Con il luogo comune sì certo (la risposta non è fondabile per il fatto che non si basa su ciò che permette la costruzione della stessa risposta …) sì, è come quando ci si chiede “perché gli umani credono a qualche cosa?” si risponde “è nella natura dell’uomo” che non significa assolutamente niente è come dire è perché ce l’hanno imposto i marziani …

 

Intervento: il lavoro di interrogazione è diverso quando si parla del pensiero nel senso che sì, si possono pensare tutte le varie idee e tutte le varie ideologie se si cerca invece che cos’è che le ha costruite ne hai più vantaggio nel senso che andare a cercare il proprio vantaggio al di fuori di se stessi diventa pericoloso per il fatto che è sempre molto traballante questa verità, mentre invece cercare perché noi costruiamo quelle determinate paure, quei timori, quei sentimenti, quelle emozioni e poi la spiritualità secondo me viene creduta tale per il fatto che non si sanno rispondere a determinate connessioni, tipo le emozioni sono quelle classiche cose cui non si può dare una risposta, ci sono, ma nessuno sa da dove vengono se non dal cuore o dall’anima però cercare di interpretarle è un conto, cercare di capirle e di capire qual è la loro radice è più vantaggioso perché comunque il pensiero è molto più attivo e meno coinvolto in sofferenze, paure, depressioni perché alla fine finisce lì non si risolve niente se cerchi di interpretarle se invece cerchi di capire come vengono costruite, perché sono state costruite, quali sono i vantaggi di queste costruzioni …

 

Sì, se uno si è costruito una depressione ha avuto i suoi motivi, naturalmente anche dei buoni motivi per cui l’ha fatto se no non l’avrebbe fatto.
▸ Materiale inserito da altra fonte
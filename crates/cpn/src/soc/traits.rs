//! Device trait for the primary system's bus.
//!
//! This module defines the `Device` trait implemented by everything the bus routes to. It provides:
//! 1. **Identification:** `name` and `address_range` for bus routing.
//! 2. **Access:** One request/response entry point at device-relative offsets.
//! 3. **Typed helpers:** Byte, half, word, and doubleword read/write built on `access`.
//!
//! All implementors must be `Send + Sync` so a system can be driven from several threads.

use crate::common::{AccessSize, CpnResult, Request, Response};

/// Trait for memory-mapped devices attached to the primary system bus.
pub trait Device: Send + Sync {
    /// Returns a short name for this device (e.g., `"CPA.BAR0"`).
    fn name(&self) -> &str;

    /// Returns (base_address, size_in_bytes) for this device's region.
    fn address_range(&self) -> (u64, u64);

    /// Serves one request; `req.addr` is relative to the device base.
    ///
    /// # Errors
    ///
    /// Device-specific rejections.
    fn access(&mut self, req: &Request) -> CpnResult<Response>;

    /// Reads one byte at the given device-relative offset.
    ///
    /// # Errors
    ///
    /// As for [`access`](Self::access).
    fn read_u8(&mut self, offset: u64) -> CpnResult<u8> {
        Ok(self.access(&Request::read(offset, AccessSize::Byte))?.data as u8)
    }
    /// Reads two bytes (little-endian) at the given offset.
    ///
    /// # Errors
    ///
    /// As for [`access`](Self::access).
    fn read_u16(&mut self, offset: u64) -> CpnResult<u16> {
        Ok(self.access(&Request::read(offset, AccessSize::Half))?.data as u16)
    }
    /// Reads four bytes (little-endian) at the given offset.
    ///
    /// # Errors
    ///
    /// As for [`access`](Self::access).
    fn read_u32(&mut self, offset: u64) -> CpnResult<u32> {
        Ok(self.access(&Request::read(offset, AccessSize::Word))?.data as u32)
    }
    /// Reads eight bytes (little-endian) at the given offset.
    ///
    /// # Errors
    ///
    /// As for [`access`](Self::access).
    fn read_u64(&mut self, offset: u64) -> CpnResult<u64> {
        Ok(self.access(&Request::read(offset, AccessSize::Double))?.data)
    }
    /// Writes one byte at the given offset.
    ///
    /// # Errors
    ///
    /// As for [`access`](Self::access).
    fn write_u8(&mut self, offset: u64, val: u8) -> CpnResult<()> {
        self.access(&Request::write(offset, AccessSize::Byte, u64::from(val)))
            .map(drop)
    }
    /// Writes two bytes (little-endian) at the given offset.
    ///
    /// # Errors
    ///
    /// As for [`access`](Self::access).
    fn write_u16(&mut self, offset: u64, val: u16) -> CpnResult<()> {
        self.access(&Request::write(offset, AccessSize::Half, u64::from(val)))
            .map(drop)
    }
    /// Writes four bytes (little-endian) at the given offset.
    ///
    /// # Errors
    ///
    /// As for [`access`](Self::access).
    fn write_u32(&mut self, offset: u64, val: u32) -> CpnResult<()> {
        self.access(&Request::write(offset, AccessSize::Word, u64::from(val)))
            .map(drop)
    }
    /// Writes eight bytes (little-endian) at the given offset.
    ///
    /// # Errors
    ///
    /// As for [`access`](Self::access).
    fn write_u64(&mut self, offset: u64, val: u64) -> CpnResult<()> {
        self.access(&Request::write(offset, AccessSize::Double, val))
            .map(drop)
    }
}
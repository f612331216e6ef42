//! CPN address codec.
//!
//! This module defines the strong address type used on the control-plane network and
//! the pure encode/decode functions between `(device, function, offset)` and a flat
//! address. It provides the following:
//! 1. **Type Safety:** `CpnAddr` keeps network addresses apart from primary-system addresses.
//! 2. **Encoding:** Packs device and function ids into the high bits above a 64 KiB region.
//! 3. **Decoding:** Recovers `(device, function, offset)` exactly for every in-space address.
//!
//! Two shift constants circulate for this formula; this crate uses `REGION_SHIFT = 16`
//! throughout, so the device id occupies bits 31..24 and the function id bits 23..16.

use std::fmt;

use super::constants::{CPN_ADDR_LIMIT, REGION_MASK, REGION_SHIFT, REGION_SIZE};

const FUNCTION_SHIFT: u32 = REGION_SHIFT;
const DEVICE_SHIFT: u32 = REGION_SHIFT + 8;

/// An address on the control-plane network.
#[derive(Clone, Copy, Debug, PartialEq, Eq, PartialOrd, Ord, Hash, Default)]
pub struct CpnAddr(pub u64);

impl CpnAddr {
    /// Creates a new CPN address from a raw 64-bit value.
    #[inline]
    pub const fn new(addr: u64) -> Self {
        Self(addr)
    }

    /// Returns the base address of the region owned by `(device, function)`.
    #[inline]
    pub const fn encode(device: u8, function: u8) -> Self {
        Self(((device as u64) << DEVICE_SHIFT) | ((function as u64) << FUNCTION_SHIFT))
    }

    /// Returns the raw 64-bit address value.
    #[inline]
    pub const fn val(self) -> u64 {
        self.0
    }

    /// Returns this address advanced by `offset` bytes, or `None` on overflow.
    #[inline]
    pub const fn checked_add(self, offset: u64) -> Option<Self> {
        match self.0.checked_add(offset) {
            Some(addr) => Some(Self(addr)),
            None => None,
        }
    }

    /// Splits the address into `(device, function, offset)`.
    ///
    /// # Returns
    ///
    /// `None` if the address lies outside the 32-bit CPN address space.
    #[inline]
    pub const fn decode(self) -> Option<(u8, u8, u64)> {
        if self.0 >= CPN_ADDR_LIMIT {
            return None;
        }
        Some((
            (self.0 >> DEVICE_SHIFT) as u8,
            (self.0 >> FUNCTION_SHIFT) as u8,
            self.0 & REGION_MASK,
        ))
    }

    /// Returns the base address of the region containing this address.
    #[inline]
    pub const fn region_base(self) -> Self {
        Self(self.0 & !REGION_MASK)
    }

    /// Returns the offset of this address inside its region.
    #[inline]
    pub const fn region_offset(self) -> u64 {
        self.0 & REGION_MASK
    }
}

impl fmt::Display for CpnAddr {
    fn fmt(&self, f: &mut fmt::Formatter<'_>) -> fmt::Result {
        match self.decode() {
            Some((dev, fun, off)) => write!(f, "{dev:02x}:{fun:02x}+{off:#06x}"),
            None => write!(f, "{:#x}", self.0),
        }
    }
}

impl From<CpnAddr> for u64 {
    fn from(addr: CpnAddr) -> Self {
        addr.0
    }
}

/// Packs `(device, function)` into the base address of their region.
#[inline]
pub const fn encode(device: u8, function: u8) -> u64 {
    CpnAddr::encode(device, function).val()
}

/// Splits a flat CPN address into `(device, function, offset)`.
///
/// Exact inverse of [`encode`]: `decode(encode(d, f) + o) == Some((d, f, o))` for every
/// `o < REGION_SIZE`.
#[inline]
pub const fn decode(addr: u64) -> Option<(u8, u8, u64)> {
    CpnAddr(addr).decode()
}

/// Returns the `[base, base + REGION_SIZE)` range owned by `(device, function)`.
pub const fn region(device: u8, function: u8) -> (u64, u64) {
    (encode(device, function), REGION_SIZE)
}
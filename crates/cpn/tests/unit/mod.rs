//! # Unit Components
//!
//! Tests grouped by library module: addressing and the port contract, control planes,
//! the network, the primary-bus side, management helpers, configuration, and statistics.


/// Unit tests for configuration loading and validation.
pub mod config;


/// Unit tests for management helpers (adaptor driver and discovery scans).
pub mod mgmt;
Bene, martedì 1 dicembre Antonella Di Michele parlerà di questo “Prendersi cura di sé con la psicanalisi” che è quasi il naturale prosieguo di ciò che abbiamo detto questa sera, il modo in cui la psicanalisi mostra di prendersi cura di sé nei propri pensieri, nelle proprie parole e perché si pensano le cose che si pensano, di questo si occupa la psicanalisi, se non si occupa di questo non fa niente per cui invito ciascuno dei presenti. Grazie a tutti e buona serata.